Using convolutions: \(P\left( Z=z \right) =\sum _{ k=-\infty }^{ \infty }{ P\left( X=z-k \right) \quad *\quad P\left( Y=k \right) \quad \quad }\)
For exponential function: \({ f }_{ X }\left( k \right) ={ f }_{ Y }\left( k \right) \quad =\lambda { e }^{ -\lambda k }\)
\({ f }_{ Z }(z)\quad =\quad \int _{ y=0 }^{ y=+\infty }{ { f }_{ X }\left( z+y \right) } { f }_{ Y }\left( y \right) dy\quad \quad (y\ge 0,\quad z\ge 0)\\ \quad \quad \quad \quad \quad =\quad \int _{ 0 }^{ +\infty }{ \lambda { e }^{ -\lambda (z+y) }\lambda { e }^{ -\lambda y } } dy\\ \quad \quad \quad \quad \quad ={ \lambda }^{ 2 }{ e }^{ -\lambda z }\int _{ 0 }^{ +\infty }{ { e }^{ -2\lambda y } } dy\\ \quad \quad \quad \quad \quad ={ \lambda }^{ 2 }{ e }^{ -\lambda z }\int _{ 0 }^{ +\infty }{ { e }^{ -2\lambda y } } d\left( -2\lambda y \right) \quad *\quad \frac { -1 }{ 2\lambda } \\ \quad \quad \quad \quad \quad =\frac { 1 }{ 2 } \lambda { e }^{ -\lambda z }\quad *\quad \left( { e }^{ -2\lambda y } \right) \overset { +\infty }{ \underset { 0 }{ | } } \\ \quad \quad \quad \quad \quad =\frac { 1 }{ 2 } \lambda { e }^{ -\lambda z }\quad *(1-0)\\ \quad \quad \quad \quad \quad =\frac { 1 }{ 2 } \lambda { e }^{ -\lambda z }\)

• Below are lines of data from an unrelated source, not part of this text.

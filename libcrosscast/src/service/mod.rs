//! Service layer for Crosscast
//!
//! The service layer is what a UI talks to. [`PublishOrchestrator`] is the
//! entry point; the other modules hold the values it hands back:
//!
//! - `orchestrator`: concurrent, retried, cancellable publishing
//! - `progress`: the run and per-pair state machine behind `current_progress`
//! - `outcome`: per-pair outcomes and the aggregated `PostResult`
//! - `events`: progress event distribution

pub mod events;
pub mod orchestrator;
pub mod outcome;
pub mod progress;

// Re-export commonly used types
pub use events::{Event, EventBus, EventReceiver};
pub use orchestrator::{ConnectionCheck, PublishOrchestrator};
pub use outcome::{PostResult, PublishOutcome, ResultStatus};
pub use progress::{
    InvalidTransition, PairState, PlatformPostingStatus, PostingProgress, PostingState,
};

Therefore, \({ f }_{ Z }(z)\quad =\quad \left( \frac { 1 }{ 2 } \right) \lambda { e }^{ -\lambda \left| z \right| }\).
Q1 Let X be a continuous random variable with mean \({\mu = 10}\) and variance \({\sigma^2 = \frac{100}{3}}\). Using Chebyshev’s Inequality, find an upper bound for the following probabilities.

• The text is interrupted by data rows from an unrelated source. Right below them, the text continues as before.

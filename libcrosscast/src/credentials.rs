//! Credential storage abstraction
//!
//! The orchestrator never reads secrets directly. Accounts are hydrated from a
//! [`CredentialStore`] before publishing, and only the fields a publisher
//! declares as required are loaded.
//!
//! # Service and Key Naming
//!
//! - **Service**: `crosscast.{platform}` (see [`Platform::service_name`])
//! - **Key**: the credential field (e.g. "access_token", "app_password")
//! - **Account**: the account id (e.g. "default", "work")
//!
//! # Example
//!
//! ```no_run
//! use libcrosscast::credentials::{CredentialStore, MemoryStore};
//!
//! # fn example() -> libcrosscast::Result<()> {
//! let store = MemoryStore::new();
//! store.store_account("crosscast.mastodon", "access_token", "work", "abc123")?;
//!
//! if store.exists_account("crosscast.mastodon", "access_token", "work")? {
//!     println!("Mastodon credentials found");
//! }
//! # Ok(())
//! # }
//! ```

use secrecy::{ExposeSecret, SecretString};
use std::collections::HashMap;
use std::sync::{PoisonError, RwLock};

use crate::error::{CredentialError, Result};
use crate::types::{Credentials, Platform};

/// Account used by the single-account convenience methods
pub const DEFAULT_ACCOUNT: &str = "default";

/// Trait for credential storage backends
///
/// Implementations must be safe to share between threads. Retrieved values
/// are returned as [`SecretString`] so they never show up in `Debug` output.
pub trait CredentialStore: Send + Sync {
    /// Store a credential for a specific account
    ///
    /// # Errors
    ///
    /// Returns an error if the storage backend is unavailable.
    fn store_account(&self, service: &str, key: &str, account: &str, value: &str) -> Result<()>;

    /// Retrieve a credential for a specific account
    ///
    /// # Errors
    ///
    /// Returns `CredentialError::NotFound` if nothing is stored under
    /// (service, key, account), or a backend error.
    fn retrieve_account(&self, service: &str, key: &str, account: &str) -> Result<SecretString>;

    /// Delete a credential for a specific account
    ///
    /// It is not an error to delete a non-existent credential.
    fn delete_account(&self, service: &str, key: &str, account: &str) -> Result<()>;

    fn exists_account(&self, service: &str, key: &str, account: &str) -> Result<bool>;

    /// Accounts that have a credential for this service/key, sorted
    fn list_accounts(&self, service: &str, key: &str) -> Result<Vec<String>>;

    /// Human-readable backend name for diagnostics
    fn backend_name(&self) -> &str;

    /// Store a credential for the default account
    fn store(&self, service: &str, key: &str, value: &str) -> Result<()> {
        self.store_account(service, key, DEFAULT_ACCOUNT, value)
    }

    /// Retrieve a credential for the default account
    fn retrieve(&self, service: &str, key: &str) -> Result<SecretString> {
        self.retrieve_account(service, key, DEFAULT_ACCOUNT)
    }

    fn delete(&self, service: &str, key: &str) -> Result<()> {
        self.delete_account(service, key, DEFAULT_ACCOUNT)
    }

    fn exists(&self, service: &str, key: &str) -> Result<bool> {
        self.exists_account(service, key, DEFAULT_ACCOUNT)
    }
}

/// Load `fields` of one account from `store`
///
/// Fields that are not stored are left out, so a publisher requiring them
/// reports the account as having invalid credentials. Backend failures are
/// returned as errors.
pub fn load_credentials(
    store: &dyn CredentialStore,
    platform: Platform,
    account_id: &str,
    fields: &[&str],
) -> Result<Credentials> {
    let service = platform.service_name();
    let mut loaded = Vec::with_capacity(fields.len());

    for field in fields {
        match store.retrieve_account(&service, field, account_id) {
            Ok(value) => loaded.push((field.to_string(), value)),
            Err(crate::error::CrosscastError::Credential(CredentialError::NotFound(_))) => {
                tracing::debug!(
                    "No '{}' credential stored for {}/{} in {}",
                    field,
                    platform,
                    account_id,
                    store.backend_name()
                );
            }
            Err(e) => return Err(e),
        }
    }

    Ok(loaded.into_iter().collect())
}

type CredentialKey = (String, String, String);

/// In-process credential store
///
/// Holds values in memory only; nothing is persisted.
#[derive(Default)]
pub struct MemoryStore {
    values: RwLock<HashMap<CredentialKey, SecretString>>,
}

impl MemoryStore {
    pub fn new() -> Self {
        Self::default()
    }

    fn key(service: &str, key: &str, account: &str) -> CredentialKey {
        (service.to_string(), key.to_string(), account.to_string())
    }
}

impl CredentialStore for MemoryStore {
    fn store_account(&self, service: &str, key: &str, account: &str, value: &str) -> Result<()> {
        self.values
            .write()
            .unwrap_or_else(PoisonError::into_inner)
            .insert(Self::key(service, key, account), SecretString::from(value.to_string()));
        Ok(())
    }

    fn retrieve_account(&self, service: &str, key: &str, account: &str) -> Result<SecretString> {
        self.values
            .read()
            .unwrap_or_else(PoisonError::into_inner)
            .get(&Self::key(service, key, account))
            .map(|value| SecretString::from(value.expose_secret().to_string()))
            .ok_or_else(|| {
                CredentialError::NotFound(format!("{}/{} for account '{}'", service, key, account))
                    .into()
            })
    }

    fn delete_account(&self, service: &str, key: &str, account: &str) -> Result<()> {
        self.values
            .write()
            .unwrap_or_else(PoisonError::into_inner)
            .remove(&Self::key(service, key, account));
        Ok(())
    }

    fn exists_account(&self, service: &str, key: &str, account: &str) -> Result<bool> {
        Ok(self
            .values
            .read()
            .unwrap_or_else(PoisonError::into_inner)
            .contains_key(&Self::key(service, key, account)))
    }

    fn list_accounts(&self, service: &str, key: &str) -> Result<Vec<String>> {
        let mut accounts: Vec<String> = self
            .values
            .read()
            .unwrap_or_else(PoisonError::into_inner)
            .keys()
            .filter(|(s, k, _)| s == service && k == key)
            .map(|(_, _, account)| account.clone())
            .collect();
        accounts.sort();
        Ok(accounts)
    }

    fn backend_name(&self) -> &str {
        "memory"
    }
}

impl std::fmt::Debug for MemoryStore {
    fn fmt(&self, f: &mut std::fmt::Formatter<'_>) -> std::fmt::Result {
        let count = self
            .values
            .read()
            .unwrap_or_else(PoisonError::into_inner)
            .len();
        f.debug_struct("MemoryStore")
            .field("credentials", &count)
            .finish()
    }
}

#[cfg(test)]
mod tests {
    use super::*;
    use crate::error::CrosscastError;

    #[test]
    fn test_memory_store_operations() {
        let store = MemoryStore::new();
        let service = "crosscast.test";

        store.store_account(service, "token", "work", "value_12345").unwrap();
        assert!(store.exists_account(service, "token", "work").unwrap());
        assert!(!store.exists_account(service, "token", "personal").unwrap());

        let retrieved = store.retrieve_account(service, "token", "work").unwrap();
        assert_eq!(retrieved.expose_secret(), "value_12345");

        store.delete_account(service, "token", "work").unwrap();
        assert!(!store.exists_account(service, "token", "work").unwrap());

        // Deleting again is fine
        store.delete_account(service, "token", "work").unwrap();
    }

    #[test]
    fn test_retrieve_missing_is_not_found() {
        let store = MemoryStore::new();
        let result = store.retrieve_account("crosscast.nostr", "private_key", "main");
        assert!(matches!(
            result,
            Err(CrosscastError::Credential(CredentialError::NotFound(_)))
        ));
    }

    #[test]
    fn test_default_account_methods() {
        let store = MemoryStore::new();
        store.store("crosscast.nostr", "private_key", "nsec1abc").unwrap();

        assert!(store.exists("crosscast.nostr", "private_key").unwrap());
        assert!(store
            .exists_account("crosscast.nostr", "private_key", DEFAULT_ACCOUNT)
            .unwrap());

        store.delete("crosscast.nostr", "private_key").unwrap();
        assert!(store.retrieve("crosscast.nostr", "private_key").is_err());
    }

    #[test]
    fn test_list_accounts_sorted_and_scoped() {
        let store = MemoryStore::new();
        store.store_account("crosscast.nostr", "private_key", "work", "a").unwrap();
        store.store_account("crosscast.nostr", "private_key", "alt", "b").unwrap();
        store.store_account("crosscast.mastodon", "access_token", "work", "c").unwrap();

        assert_eq!(
            store.list_accounts("crosscast.nostr", "private_key").unwrap(),
            vec!["alt", "work"]
        );
        assert!(store.list_accounts("crosscast.bluesky", "app_password").unwrap().is_empty());
    }

    #[test]
    fn test_load_credentials_skips_missing_fields() {
        let store = MemoryStore::new();
        store
            .store_account("crosscast.bluesky", "handle", "me", "me.bsky.social")
            .unwrap();

        let credentials =
            load_credentials(&store, Platform::Bluesky, "me", &["handle", "app_password"]).unwrap();

        assert!(credentials.has("handle"));
        assert_eq!(credentials.missing(&["handle", "app_password"]), vec!["app_password"]);
    }

    /// Store whose backing keychain is locked
    struct LockedStore;

    impl CredentialStore for LockedStore {
        fn store_account(&self, _: &str, _: &str, _: &str, _: &str) -> Result<()> {
            Err(CredentialError::Backend("keychain locked".to_string()).into())
        }

        fn retrieve_account(&self, _: &str, _: &str, _: &str) -> Result<SecretString> {
            Err(CredentialError::Backend("keychain locked".to_string()).into())
        }

        fn delete_account(&self, _: &str, _: &str, _: &str) -> Result<()> {
            Ok(())
        }

        fn exists_account(&self, _: &str, _: &str, _: &str) -> Result<bool> {
            Ok(false)
        }

        fn list_accounts(&self, _: &str, _: &str) -> Result<Vec<String>> {
            Ok(Vec::new())
        }

        fn backend_name(&self) -> &str {
            "locked"
        }
    }

    #[test]
    fn test_load_credentials_propagates_backend_errors() {
        let result = load_credentials(&LockedStore, Platform::Nostr, "main", &["private_key"]);

        match result {
            Err(CrosscastError::Credential(CredentialError::Backend(reason))) => {
                assert_eq!(reason, "keychain locked")
            }
            other => panic!("expected backend error, got {:?}", other),
        }
    }

    #[test]
    fn test_debug_does_not_leak_values() {
        let store = MemoryStore::new();
        store.store("crosscast.nostr", "private_key", "nsec1secret").unwrap();
        let debug = format!("{:?}", store);
        assert!(!debug.contains("nsec1secret"));
        assert!(debug.contains("credentials: 1"));
    }
}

Apply Theorem 8.3 Chebyshev Inequality for solving the following problems: \({P \left( \left| X-\mu \right| \ge \epsilon \right) \le \quad \frac { { \sigma }^{ 2 } }{ { \epsilon }^{ 2 } } }\)

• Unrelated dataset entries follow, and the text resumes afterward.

//! Progress state machine for one publish run
//!
//! A run moves `idle -> preparing -> posting -> {completed, cancelled, failed}`.
//! Each (platform, account) pair has its own status that only ever moves
//! forward; once a pair is terminal, later updates for it are ignored. That is
//! what lets the orchestrator stop waiting on cancellation while attempts that
//! are still in flight keep running: their late results bounce off here.

use chrono::{DateTime, Utc};
use serde::{Deserialize, Serialize};
use std::collections::{BTreeMap, BTreeSet};
use std::fmt;
use thiserror::Error;

use crate::error::{ErrorKind, PlatformError};
use crate::service::outcome::{PostResult, PublishOutcome};
use crate::types::{AccountKey, Platform, Selection};

/// Overall state of a publish run
#[derive(Debug, Clone, Copy, PartialEq, Eq, Hash, Serialize, Deserialize, Default)]
#[serde(rename_all = "snake_case")]
pub enum PostingState {
    #[default]
    Idle,
    Preparing,
    Posting,
    Completed,
    Cancelled,
    Failed,
}

impl PostingState {
    pub fn as_str(&self) -> &'static str {
        match self {
            PostingState::Idle => "idle",
            PostingState::Preparing => "preparing",
            PostingState::Posting => "posting",
            PostingState::Completed => "completed",
            PostingState::Cancelled => "cancelled",
            PostingState::Failed => "failed",
        }
    }

    pub fn is_terminal(&self) -> bool {
        matches!(
            self,
            PostingState::Completed | PostingState::Cancelled | PostingState::Failed
        )
    }

    /// A run is in flight
    pub fn is_active(&self) -> bool {
        matches!(self, PostingState::Preparing | PostingState::Posting)
    }

    pub fn can_transition_to(&self, next: PostingState) -> bool {
        use PostingState::*;
        match (self, next) {
            (Idle, Preparing) => true,
            (Preparing, Posting) | (Preparing, Failed) => true,
            (Posting, Completed) | (Posting, Cancelled) | (Posting, Failed) => true,
            (Completed | Cancelled | Failed, Idle) => true,
            _ => false,
        }
    }
}

impl fmt::Display for PostingState {
    fn fmt(&self, f: &mut fmt::Formatter<'_>) -> fmt::Result {
        f.write_str(self.as_str())
    }
}

/// State of one (platform, account) pair within a run
#[derive(Debug, Clone, Copy, PartialEq, Eq, Hash, Serialize, Deserialize)]
#[serde(rename_all = "snake_case")]
pub enum PairState {
    Preparing,
    Posting,
    Completed,
    Failed,
    Cancelled,
}

impl PairState {
    pub fn as_str(&self) -> &'static str {
        match self {
            PairState::Preparing => "preparing",
            PairState::Posting => "posting",
            PairState::Completed => "completed",
            PairState::Failed => "failed",
            PairState::Cancelled => "cancelled",
        }
    }

    pub fn is_terminal(&self) -> bool {
        matches!(
            self,
            PairState::Completed | PairState::Failed | PairState::Cancelled
        )
    }

    fn rank(&self) -> u8 {
        match self {
            PairState::Preparing => 0,
            PairState::Posting => 1,
            PairState::Completed | PairState::Failed | PairState::Cancelled => 2,
        }
    }

    /// Whether a pair in this state may move to `next`
    ///
    /// Terminal states are final; otherwise a pair may stay where it is (to
    /// update its message) or move forward.
    pub fn can_advance_to(&self, next: PairState) -> bool {
        !self.is_terminal() && next.rank() >= self.rank()
    }
}

impl fmt::Display for PairState {
    fn fmt(&self, f: &mut fmt::Formatter<'_>) -> fmt::Result {
        f.write_str(self.as_str())
    }
}

/// Live status of one (platform, account) pair
#[derive(Debug, Clone, PartialEq, Eq, Serialize, Deserialize)]
pub struct PlatformPostingStatus {
    pub state: PairState,
    pub message: Option<String>,
    pub error: Option<String>,
    pub error_kind: Option<ErrorKind>,
}

impl PlatformPostingStatus {
    pub fn new(state: PairState) -> Self {
        Self {
            state,
            message: None,
            error: None,
            error_kind: None,
        }
    }

    fn from_outcome(outcome: &PublishOutcome) -> Self {
        if outcome.success {
            Self {
                state: PairState::Completed,
                message: outcome.post_id.clone(),
                error: None,
                error_kind: None,
            }
        } else {
            Self {
                state: PairState::Failed,
                message: None,
                error: outcome.error.clone(),
                error_kind: outcome.error_kind,
            }
        }
    }
}

/// Rejected change of overall run state
#[derive(Error, Debug, Clone, Copy, PartialEq, Eq)]
#[error("Cannot move publish progress from {from} to {to}")]
pub struct InvalidTransition {
    pub from: PostingState,
    pub to: PostingState,
}

/// Progress of the current (or most recent) publish run
///
/// Read-only outside the crate; the orchestrator hands out snapshots.
#[derive(Debug, Clone, PartialEq)]
pub struct PostingProgress {
    run_id: Option<String>,
    state: PostingState,
    start_time: Option<DateTime<Utc>>,
    finish_time: Option<DateTime<Utc>>,
    target_platforms: BTreeSet<Platform>,
    statuses: BTreeMap<AccountKey, PlatformPostingStatus>,
    account_names: BTreeMap<AccountKey, String>,
    collected: PostResult,
    result: Option<PostResult>,
}

impl Default for PostingProgress {
    fn default() -> Self {
        Self::idle()
    }
}

impl PostingProgress {
    pub fn idle() -> Self {
        Self {
            run_id: None,
            state: PostingState::Idle,
            start_time: None,
            finish_time: None,
            target_platforms: BTreeSet::new(),
            statuses: BTreeMap::new(),
            account_names: BTreeMap::new(),
            collected: PostResult::new(String::new()),
            result: None,
        }
    }

    pub fn run_id(&self) -> Option<&str> {
        self.run_id.as_deref()
    }

    pub fn state(&self) -> PostingState {
        self.state
    }

    pub fn start_time(&self) -> Option<DateTime<Utc>> {
        self.start_time
    }

    pub fn finish_time(&self) -> Option<DateTime<Utc>> {
        self.finish_time
    }

    pub fn target_platforms(&self) -> &BTreeSet<Platform> {
        &self.target_platforms
    }

    /// Status of every pair, ordered by platform then account id
    pub fn statuses(&self) -> &BTreeMap<AccountKey, PlatformPostingStatus> {
        &self.statuses
    }

    pub fn status(&self, platform: Platform, account_id: &str) -> Option<&PlatformPostingStatus> {
        self.statuses.get(&AccountKey::new(platform, account_id))
    }

    pub fn statuses_for(&self, platform: Platform) -> Vec<(&AccountKey, &PlatformPostingStatus)> {
        self.statuses
            .iter()
            .filter(|(key, _)| key.platform == platform)
            .collect()
    }

    /// Final result, set once the run reaches a terminal state
    pub fn result(&self) -> Option<&PostResult> {
        self.result.as_ref()
    }

    /// Outcomes folded so far, including before the run finishes
    pub fn partial_result(&self) -> &PostResult {
        &self.collected
    }

    pub fn is_active(&self) -> bool {
        self.state.is_active()
    }

    pub fn is_terminal(&self) -> bool {
        self.state.is_terminal()
    }

    pub fn pair_count(&self) -> usize {
        self.statuses.len()
    }

    pub fn finished_count(&self) -> usize {
        self.statuses
            .values()
            .filter(|status| status.state.is_terminal())
            .count()
    }

    pub fn pending_pairs(&self) -> Vec<AccountKey> {
        self.statuses
            .iter()
            .filter(|(_, status)| !status.state.is_terminal())
            .map(|(key, _)| key.clone())
            .collect()
    }

    pub fn has_pending(&self) -> bool {
        self.statuses
            .values()
            .any(|status| !status.state.is_terminal())
    }

    /// Share of pairs with a terminal status, from 0.0 to 1.0
    pub fn fraction_complete(&self) -> f64 {
        if self.statuses.is_empty() {
            return 0.0;
        }
        self.finished_count() as f64 / self.statuses.len() as f64
    }

    /// Start a new run: reset to idle, then move to `preparing`
    ///
    /// Every selected pair starts out `preparing`.
    pub(crate) fn start(
        &mut self,
        run_id: &str,
        content: &str,
        selection: &Selection,
    ) -> Result<(), InvalidTransition> {
        if self.state.is_active() {
            return Err(InvalidTransition {
                from: self.state,
                to: PostingState::Preparing,
            });
        }

        *self = Self::idle();
        self.transition(PostingState::Preparing)?;
        self.run_id = Some(run_id.to_string());
        self.start_time = Some(Utc::now());
        self.collected = PostResult::new(content);

        for (platform, account) in selection.iter() {
            let key = AccountKey::new(platform, account.id.clone());
            self.target_platforms.insert(platform);
            self.account_names
                .insert(key.clone(), account.display_name.clone());
            self.statuses
                .insert(key, PlatformPostingStatus::new(PairState::Preparing));
        }
        Ok(())
    }

    /// Move the run to `next`, storing the result on terminal states
    pub(crate) fn transition(&mut self, next: PostingState) -> Result<(), InvalidTransition> {
        if !self.state.can_transition_to(next) {
            return Err(InvalidTransition {
                from: self.state,
                to: next,
            });
        }

        self.state = next;
        if next.is_terminal() {
            self.finish_time = Some(Utc::now());
            self.result = Some(self.collected.clone());
        }
        Ok(())
    }

    /// Move one pair forward, returning false if the update was dropped
    pub(crate) fn update_pair(
        &mut self,
        key: &AccountKey,
        state: PairState,
        message: Option<String>,
    ) -> bool {
        match self.statuses.get_mut(key) {
            Some(status) if status.state.can_advance_to(state) => {
                status.state = state;
                if message.is_some() {
                    status.message = message;
                }
                true
            }
            _ => false,
        }
    }

    /// Record the outcome of one attempt from run `run_id`
    ///
    /// Returns false, changing nothing, when the outcome belongs to another
    /// run, to a pair outside this run, or to a pair that is already terminal.
    pub(crate) fn record(&mut self, run_id: &str, outcome: PublishOutcome) -> bool {
        if self.run_id.as_deref() != Some(run_id) {
            return false;
        }

        let key = outcome.key();
        match self.statuses.get_mut(&key) {
            Some(status) if !status.state.is_terminal() => {
                *status = PlatformPostingStatus::from_outcome(&outcome);
            }
            _ => return false,
        }

        self.collected.record(outcome);
        true
    }

    /// Cancel every pending pair and move the run to `cancelled`
    ///
    /// Only valid while posting with at least one pair still pending.
    pub(crate) fn cancel_pending(&mut self) -> Result<Vec<AccountKey>, InvalidTransition> {
        if self.state != PostingState::Posting || !self.has_pending() {
            return Err(InvalidTransition {
                from: self.state,
                to: PostingState::Cancelled,
            });
        }

        let pending = self.pending_pairs();
        for key in &pending {
            let name = self.account_name(key);
            let outcome = PublishOutcome::cancelled(key, &name);
            if let Some(status) = self.statuses.get_mut(key) {
                *status = PlatformPostingStatus {
                    state: PairState::Cancelled,
                    message: None,
                    error: outcome.error.clone(),
                    error_kind: outcome.error_kind,
                };
            }
            self.collected.record(outcome);
        }

        self.transition(PostingState::Cancelled)?;
        Ok(pending)
    }

    /// Fail every pending pair with `reason` and move the run to `failed`
    pub(crate) fn fail_pending(&mut self, reason: &str) -> Result<Vec<AccountKey>, InvalidTransition> {
        if !self.state.can_transition_to(PostingState::Failed) {
            return Err(InvalidTransition {
                from: self.state,
                to: PostingState::Failed,
            });
        }

        let error = PlatformError::Unknown(reason.to_string());
        let pending = self.pending_pairs();
        for key in &pending {
            let name = self.account_name(key);
            let outcome = PublishOutcome::abandoned(key, &name, &error);
            if let Some(status) = self.statuses.get_mut(key) {
                *status = PlatformPostingStatus::from_outcome(&outcome);
            }
            self.collected.record(outcome);
        }

        self.transition(PostingState::Failed)?;
        Ok(pending)
    }

    /// Return a finished run to `idle`, dropping its statuses and result
    pub(crate) fn reset(&mut self) -> Result<(), InvalidTransition> {
        match self.state {
            PostingState::Idle => Ok(()),
            state if state.is_terminal() => {
                *self = Self::idle();
                Ok(())
            }
            state => Err(InvalidTransition {
                from: state,
                to: PostingState::Idle,
            }),
        }
    }

    fn account_name(&self, key: &AccountKey) -> String {
        self.account_names
            .get(key)
            .cloned()
            .unwrap_or_else(|| key.account_id.clone())
    }
}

a.\({P \left( \left| X-10 \right| \ge 2 \right) \quad \le \quad \frac { { \sigma }^{ 2 } }{ { 2 }^{ 2 } } \quad =\quad 8.3 }\)
b.\({P \left( \left| X-10 \right| \ge 5 \right) \quad \le \quad \frac { { \sigma }^{ 2 } }{ { 5 }^{ 2 } } \quad =\quad 1.3 }\)
c.\({P \left( \left| X-10 \right| \ge 9 \right) \quad \le \quad \frac { { \sigma }^{ 2 } }{ { 9 }^{ 2 } } \quad =\quad 0.41152 }\)
d.\({P \left( \left| X-10 \right| \ge 20 \right) \quad \le \quad \frac { { \sigma }^{ 2 } }{ { 20 }^{ 2 } } \quad =\quad 0.08325}\)